*TO DO*: Retrieve every line from the records in which the word "match" occurs.

*PROVIDED DATA*:
-- Opening Marker --
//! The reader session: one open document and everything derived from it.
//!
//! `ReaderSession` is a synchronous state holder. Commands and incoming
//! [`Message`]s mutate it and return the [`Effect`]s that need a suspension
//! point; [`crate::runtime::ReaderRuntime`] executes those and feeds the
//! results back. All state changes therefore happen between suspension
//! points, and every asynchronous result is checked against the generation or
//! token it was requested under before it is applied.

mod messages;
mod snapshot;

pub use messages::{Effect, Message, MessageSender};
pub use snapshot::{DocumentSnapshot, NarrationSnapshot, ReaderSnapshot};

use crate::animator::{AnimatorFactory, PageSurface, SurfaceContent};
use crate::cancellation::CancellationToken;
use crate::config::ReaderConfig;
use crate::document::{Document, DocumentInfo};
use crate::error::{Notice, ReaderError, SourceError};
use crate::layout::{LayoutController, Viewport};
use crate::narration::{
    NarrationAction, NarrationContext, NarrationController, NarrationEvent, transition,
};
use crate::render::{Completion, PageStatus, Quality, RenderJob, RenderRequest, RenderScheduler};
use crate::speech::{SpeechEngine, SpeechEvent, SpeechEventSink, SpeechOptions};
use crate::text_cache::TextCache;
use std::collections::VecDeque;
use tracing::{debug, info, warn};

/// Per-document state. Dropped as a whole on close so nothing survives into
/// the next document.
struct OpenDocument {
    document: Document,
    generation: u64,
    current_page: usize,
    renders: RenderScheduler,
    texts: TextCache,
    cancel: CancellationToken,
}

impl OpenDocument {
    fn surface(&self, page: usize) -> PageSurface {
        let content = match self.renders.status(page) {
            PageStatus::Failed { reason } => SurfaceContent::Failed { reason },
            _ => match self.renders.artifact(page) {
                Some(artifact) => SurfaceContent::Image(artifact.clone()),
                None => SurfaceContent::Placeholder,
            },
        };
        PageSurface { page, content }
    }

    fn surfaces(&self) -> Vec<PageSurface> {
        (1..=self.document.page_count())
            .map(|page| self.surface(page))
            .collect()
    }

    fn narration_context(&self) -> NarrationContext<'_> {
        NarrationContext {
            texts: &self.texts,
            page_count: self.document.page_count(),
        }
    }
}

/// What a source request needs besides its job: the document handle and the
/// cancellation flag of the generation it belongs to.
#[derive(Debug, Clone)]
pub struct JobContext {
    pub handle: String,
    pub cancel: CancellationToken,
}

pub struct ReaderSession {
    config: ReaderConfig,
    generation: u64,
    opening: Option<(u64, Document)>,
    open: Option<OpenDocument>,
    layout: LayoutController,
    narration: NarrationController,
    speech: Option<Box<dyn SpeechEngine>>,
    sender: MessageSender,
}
-- Closing Marker --
*RESULT OF THE TASK*:
        let content = match self.renders.status(page) {
            _ => match self.renders.artifact(page) {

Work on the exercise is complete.